Trotz der Resultate auf europäischer Ebene war auch für einige Spieler die Zusammenarbeit mit dem 52-Jährigen nicht einfach. Bei Spielen und Trainingseinheiten kam es mehrere Male zu Zwischenfällen. Ferrera sparte nicht an Kritik und schreckte auch ab und zu nicht davor zurück, die Grenzen des Zumutbaren zu überschreiten. Auf der anderen Seite schaffte es der ehemalige F91-Trainer innerhalb kürzester Zeit, aus einem Haufen von 29 Spielern eine Mannschaft zu formen, die in der Europa League nur ein Spiel von acht Begegnungen verlor und sich mit äußerst attraktivem Fußball für die Gruppenphase qualifizierte.

B-Elf für die BGL-Ligue

Ferrera setze sein Hauptaugenmerk auf diesen Wettbewerb und ließ in der Meisterschaft eine sogenannte B-Elf auflaufen. Auch Dino Toppmöller ließ in der vergangenen Saison die Spieler in der BGL Ligue antreten, die auf internationalem Parkett nicht oder wenig zum Einsatz kamen. Der Unterschied ist jedoch, dass der F91 in der vergangenen Saison qualitativ besser besetzt war und der Kader ausgewogener zusammengestellt wurde. Ferrera wurde schlussendlich auch Opfer der konfusen Einkaufspolitik, die er nicht mitzuverantworten hatte. Trotz eines 36-Mann-Kaders sind manche Positionen nicht doppelt besetzt. Besonders flagrant ist die Situation im Angriff. Bis auf den stark verletzungsanfälligen Adel Bettaieb steht kein Mittelstürmer zur Verfügung. Angreifer wie Corenthyn Lavie, Bertino Barbosa oder Laurent Pomponi sind vor allem dann stark, wenn sie Konterangriffe aufziehen können. In dieser Situation ist der F91 aber allerhöchstens in den sechs Spielen in der Gruppenphase, aber nie in der Meisterschaft.
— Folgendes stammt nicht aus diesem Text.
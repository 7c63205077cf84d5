//! Registry owning the open connections, keyed by address.
//!
//! The registry is the only place that creates and destroys connections. It
//! guarantees at most one live connection per address: concurrent opens of
//! the same address share a single transport attempt, while opens of
//! different addresses proceed independently.

use std::{collections::HashMap, sync::Arc};

use log::{debug, info, warn};
use smol_str::SmolStr;
use tokio::{runtime::Handle, sync::OnceCell};

use super::{charset::Charset, connection::Connection, interface::MessageInterface};
use crate::{
   dispatch::{DispatcherRef, Inline},
   error::{Result, SerialError},
   transport::{PairedDevice, Transport},
};

/// Slot of one address; empty while the first open is still connecting.
type Slot = Arc<OnceCell<Connection>>;

/// Opens, tracks and closes connections for a transport.
pub struct ConnectionRegistry<T: Transport> {
   transport: T,
   dispatcher: DispatcherRef,
   slots: parking_lot::Mutex<HashMap<SmolStr, Slot>>,
}

impl<T: Transport> ConnectionRegistry<T> {
   /// Creates a registry whose interfaces run callbacks inline.
   pub fn new(transport: T) -> Self {
      Self::with_dispatcher(transport, Arc::new(Inline))
   }

   /// Creates a registry whose interfaces deliver callbacks through `dispatcher`.
   pub fn with_dispatcher(transport: T, dispatcher: DispatcherRef) -> Self {
      Self {
         transport,
         dispatcher,
         slots: parking_lot::Mutex::new(HashMap::new()),
      }
   }

   pub fn transport(&self) -> &T {
      &self.transport
   }

   /// Devices the transport knows about.
   pub async fn paired_devices(&self) -> Result<Vec<PairedDevice>> {
      Ok(self.transport.paired_devices().await?)
   }

   /// Opens `address` using UTF-8.
   pub async fn open_default(&self, address: &str) -> Result<Connection> {
      self.open(address, Charset::default()).await
   }

   /// Opens a connection to `address`, or returns the live one.
   ///
   /// A connection that is already open is returned as is, even if it was
   /// opened with another charset. A failed connect leaves no trace: the next
   /// open tries the transport again.
   pub async fn open(&self, address: &str, charset: Charset) -> Result<Connection> {
      if address.is_empty() {
         return Err(SerialError::InvalidAddress(address.to_string()));
      }
      let key = SmolStr::new(address);

      loop {
         let slot = self.slots.lock().entry(key.clone()).or_default().clone();

         let res = slot
            .get_or_try_init(|| self.connect(&key, charset))
            .await
            .cloned();

         let conn = match res {
            Ok(conn) => conn,
            Err(e) => {
               self.remove_slot(&key, &slot);
               return Err(e);
            },
         };

         // Closed directly rather than through the registry.
         if conn.is_closed() {
            debug!("Discarding closed connection to {key}");
            self.remove_slot(&key, &slot);
            continue;
         }

         if !self.holds_slot(&key, &slot) {
            // Closed through the registry while we were connecting.
            conn.close().await;
            return Err(SerialError::ConnectionClosed);
         }
         return Ok(conn);
      }
   }

   async fn connect(&self, address: &SmolStr, charset: Charset) -> Result<Connection> {
      info!("Opening connection to {address} ({charset})");
      let stream = self.transport.connect(address).await.map_err(|source| {
         warn!("Failed to connect to {address}: {source}");
         SerialError::Connect {
            address: address.clone(),
            source,
         }
      })?;
      info!("Connected to {address}");
      Ok(Connection::new(
         address.clone(),
         charset,
         stream,
         Handle::current(),
         self.dispatcher.clone(),
      ))
   }

   fn holds_slot(&self, key: &SmolStr, slot: &Slot) -> bool {
      self
         .slots
         .lock()
         .get(key)
         .is_some_and(|s| Arc::ptr_eq(s, slot))
   }

   fn remove_slot(&self, key: &SmolStr, slot: &Slot) {
      let mut slots = self.slots.lock();
      if slots.get(key).is_some_and(|s| Arc::ptr_eq(s, slot)) {
         slots.remove(key);
      }
   }

   /// Gets the live connection to `address`, if any.
   pub fn get(&self, address: &str) -> Option<Connection> {
      self
         .slots
         .lock()
         .get(address)
         .and_then(|slot| slot.get().cloned())
         .filter(|conn| !conn.is_closed())
   }

   /// Number of addresses with an open or opening connection.
   pub fn len(&self) -> usize {
      self.slots.lock().len()
   }

   pub fn is_empty(&self) -> bool {
      self.len() == 0
   }

   /// Closes the connection to `address`. Unknown addresses are ignored.
   pub async fn close(&self, address: &str) {
      let slot = self.slots.lock().remove(address);
      match slot.as_ref().and_then(|slot| slot.get()) {
         Some(conn) => conn.close().await,
         None => debug!("No open connection to {address}"),
      }
   }

   pub async fn close_connection(&self, connection: &Connection) {
      self.close(connection.address()).await;
      // Not necessarily the registered instance.
      connection.close().await;
   }

   /// Closes the connection `interface` belongs to.
   pub async fn close_interface(&self, interface: &MessageInterface) {
      self.close(interface.address()).await;
   }

   /// Closes every connection and empties the registry.
   pub async fn close_all(&self) {
      let slots: Vec<_> = self.slots.lock().drain().collect();
      info!("Closing {} connection(s)", slots.len());
      for (address, slot) in slots {
         let Some(conn) = slot.get() else {
            continue;
         };
         // A panicking teardown must not keep the others open.
         let conn = conn.clone();
         if let Err(e) = tokio::spawn(async move { conn.close().await }).await {
            warn!("Failed to close connection to {address}: {e}");
         }
      }
   }
}
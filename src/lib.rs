//! Address-keyed, line-oriented serial connections over duplex byte streams.
//!
//! A [`Transport`](transport::Transport) dials an address (a Bluetooth MAC for
//! RFCOMM, `host:port` for TCP) and the [`ConnectionRegistry`] keeps one live
//! [`Connection`] per address on top of it.
//!
//! ```no_run
//! use btserial::{ConnectionRegistry, Listeners, transport::tcp::TcpTransport};
//!
//! # async fn demo() -> btserial::error::Result<()> {
//! let registry = ConnectionRegistry::new(TcpTransport::new());
//! let conn = registry.open_default("127.0.0.1:7000").await?;
//! let iface = conn.to_interface()?;
//! iface.set_listeners(Listeners::new().on_message_received(|m| println!("{m}")));
//! iface.send_message("PING")?;
//! registry.close_all().await;
//! # Ok(())
//! # }
//! ```

pub mod config;
pub mod dispatch;
pub mod error;
pub mod serial;
pub mod transport;

pub use error::{Result, SerialError};
pub use serial::{
   Charset, Connection, ConnectionRegistry, LineStream, Listeners, MessageInterface,
};
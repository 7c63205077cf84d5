//! In-memory streams and transports for tests.

use std::{
   collections::{HashMap, HashSet},
   io,
   pin::Pin,
   sync::{
      Arc,
      atomic::{AtomicUsize, Ordering},
   },
   task::{Context, Poll},
   time::Duration,
};

use tokio::{
   io::{AsyncRead, AsyncWrite, DuplexStream, ReadBuf},
   runtime::Handle,
   time,
};

use super::{charset::Charset, connection::Connection};
use crate::{
   dispatch::Inline,
   transport::{PairedDevice, Transport},
};

/// Buffer size of in-memory pipes; small enough to make large writes block.
pub const PIPE_CAPACITY: usize = 4096;

/// Counters shared between a [`TrackedStream`] and the test observing it.
#[derive(Debug, Default)]
pub struct StreamStats {
   pub shutdowns: AtomicUsize,
   pub drops: AtomicUsize,
}

/// Duplex stream that records how it was torn down.
#[derive(Debug)]
pub struct TrackedStream {
   inner: DuplexStream,
   stats: Arc<StreamStats>,
}

impl TrackedStream {
   /// Creates a tracked stream and the peer end of its pipe.
   pub fn pair() -> (Self, DuplexStream, Arc<StreamStats>) {
      let (local, peer) = tokio::io::duplex(PIPE_CAPACITY);
      let stats = Arc::new(StreamStats::default());
      (
         Self {
            inner: local,
            stats: stats.clone(),
         },
         peer,
         stats,
      )
   }
}

impl Drop for TrackedStream {
   fn drop(&mut self) {
      self.stats.drops.fetch_add(1, Ordering::SeqCst);
   }
}

impl AsyncRead for TrackedStream {
   fn poll_read(
      mut self: Pin<&mut Self>,
      cx: &mut Context<'_>,
      buf: &mut ReadBuf<'_>,
   ) -> Poll<io::Result<()>> {
      Pin::new(&mut self.inner).poll_read(cx, buf)
   }
}

impl AsyncWrite for TrackedStream {
   fn poll_write(
      mut self: Pin<&mut Self>,
      cx: &mut Context<'_>,
      buf: &[u8],
   ) -> Poll<io::Result<usize>> {
      Pin::new(&mut self.inner).poll_write(cx, buf)
   }

   fn poll_flush(mut self: Pin<&mut Self>, cx: &mut Context<'_>) -> Poll<io::Result<()>> {
      Pin::new(&mut self.inner).poll_flush(cx)
   }

   fn poll_shutdown(mut self: Pin<&mut Self>, cx: &mut Context<'_>) -> Poll<io::Result<()>> {
      self.stats.shutdowns.fetch_add(1, Ordering::SeqCst);
      Pin::new(&mut self.inner).poll_shutdown(cx)
   }
}

/// Stream whose reads fail with `kind` and whose writes are discarded.
#[derive(Debug)]
pub struct FailingReadStream {
   kind: io::ErrorKind,
}

impl FailingReadStream {
   pub const fn new(kind: io::ErrorKind) -> Self {
      Self { kind }
   }
}

impl AsyncRead for FailingReadStream {
   fn poll_read(
      self: Pin<&mut Self>,
      _cx: &mut Context<'_>,
      _buf: &mut ReadBuf<'_>,
   ) -> Poll<io::Result<()>> {
      Poll::Ready(Err(io::Error::new(self.kind, "radio off")))
   }
}

impl AsyncWrite for FailingReadStream {
   fn poll_write(
      self: Pin<&mut Self>,
      _cx: &mut Context<'_>,
      buf: &[u8],
   ) -> Poll<io::Result<usize>> {
      Poll::Ready(Ok(buf.len()))
   }

   fn poll_flush(self: Pin<&mut Self>, _cx: &mut Context<'_>) -> Poll<io::Result<()>> {
      Poll::Ready(Ok(()))
   }

   fn poll_shutdown(self: Pin<&mut Self>, _cx: &mut Context<'_>) -> Poll<io::Result<()>> {
      Poll::Ready(Ok(()))
   }
}

/// Wraps `stream` in a UTF-8 connection with inline callback delivery.
pub fn wrap<S>(address: &str, stream: S) -> Connection
where
   S: AsyncRead + AsyncWrite + Send + 'static,
{
   Connection::new(
      address.into(),
      Charset::Utf8,
      stream,
      Handle::current(),
      Arc::new(Inline),
   )
}

/// Creates a UTF-8 connection and the peer end of its stream.
pub fn connection_pair(address: &str) -> (Connection, DuplexStream) {
   connection_pair_with(address, Charset::Utf8)
}

pub fn connection_pair_with(address: &str, charset: Charset) -> (Connection, DuplexStream) {
   let (local, peer) = tokio::io::duplex(PIPE_CAPACITY);
   let conn = Connection::new(
      address.into(),
      charset,
      local,
      Handle::current(),
      Arc::new(Inline),
   );
   (conn, peer)
}

/// Transport handing out in-memory pipes.
#[derive(Debug, Default)]
pub struct MemoryTransport {
   attempts: AtomicUsize,
   delay: Option<Duration>,
   refused: parking_lot::Mutex<HashSet<String>>,
   peers: parking_lot::Mutex<HashMap<String, Vec<DuplexStream>>>,
   stats: parking_lot::Mutex<HashMap<String, Vec<Arc<StreamStats>>>>,
}

impl MemoryTransport {
   pub fn new() -> Self {
      Self::default()
   }

   /// Delays every connect, widening the window for racing opens.
   pub fn with_delay(mut self, delay: Duration) -> Self {
      self.delay = Some(delay);
      self
   }

   /// Makes connects to `address` fail with `ConnectionRefused`.
   pub fn refuse(&self, address: &str) {
      self.refused.lock().insert(address.to_string());
   }

   pub fn accept(&self, address: &str) {
      self.refused.lock().remove(address);
   }

   /// Number of connect attempts so far.
   pub fn attempts(&self) -> usize {
      self.attempts.load(Ordering::SeqCst)
   }

   /// Takes the peer end of the oldest connected stream to `address`.
   pub fn take_peer(&self, address: &str) -> Option<DuplexStream> {
      let mut peers = self.peers.lock();
      let list = peers.get_mut(address)?;
      if list.is_empty() {
         None
      } else {
         Some(list.remove(0))
      }
   }

   /// Teardown counters of every stream connected to `address`.
   pub fn stats(&self, address: &str) -> Vec<Arc<StreamStats>> {
      self.stats.lock().get(address).cloned().unwrap_or_default()
   }
}

impl Transport for MemoryTransport {
   type Stream = TrackedStream;

   async fn connect(&self, address: &str) -> io::Result<TrackedStream> {
      self.attempts.fetch_add(1, Ordering::SeqCst);
      if let Some(delay) = self.delay {
         time::sleep(delay).await;
      }
      if self.refused.lock().contains(address) {
         return Err(io::Error::new(
            io::ErrorKind::ConnectionRefused,
            format!("{address} refused the connection"),
         ));
      }
      let (stream, peer, stats) = TrackedStream::pair();
      self
         .peers
         .lock()
         .entry(address.to_string())
         .or_default()
         .push(peer);
      self
         .stats
         .lock()
         .entry(address.to_string())
         .or_default()
         .push(stats);
      Ok(stream)
   }

   async fn paired_devices(&self) -> io::Result<Vec<PairedDevice>> {
      Ok(vec![PairedDevice {
         address: "AA:BB:CC:DD:EE:FF".into(),
         name: "HC-05".into(),
      }])
   }
}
Dieses Paket an Problemen übernimmt jetzt interimistisch Bertrand Crasson. Der ehemalige belgische Nationalspieler wurde erst vergangene Woche als Assistent vorgestellt und schlüpft jetzt temporär in die Rolle des Cheftrainers. Bis vor kurzem war er noch Jugendtrainer in Thailand. Am Dienstag analysierte er bereits im Flugzeug mit F91-Scout Ebrahim Bouazzati den kommenden Gegner – so schnell kann es gehen.

Crasson wollte sich am Dienstag noch nicht zur Situation äußern. „Ich halte mich lieber zurück“, sagte der ehemalige Verteidiger des RSC Anderlecht und des SSC Neapel. Heute bei der offiziellen Pressekonferenz vor dem Europa-League-Gruppenspiel gegen APOEL Nikosia wird er sich zum ersten Mal der Presse stellen. Vielleicht gibt es dann mehr Klarheit in diesem Dossier.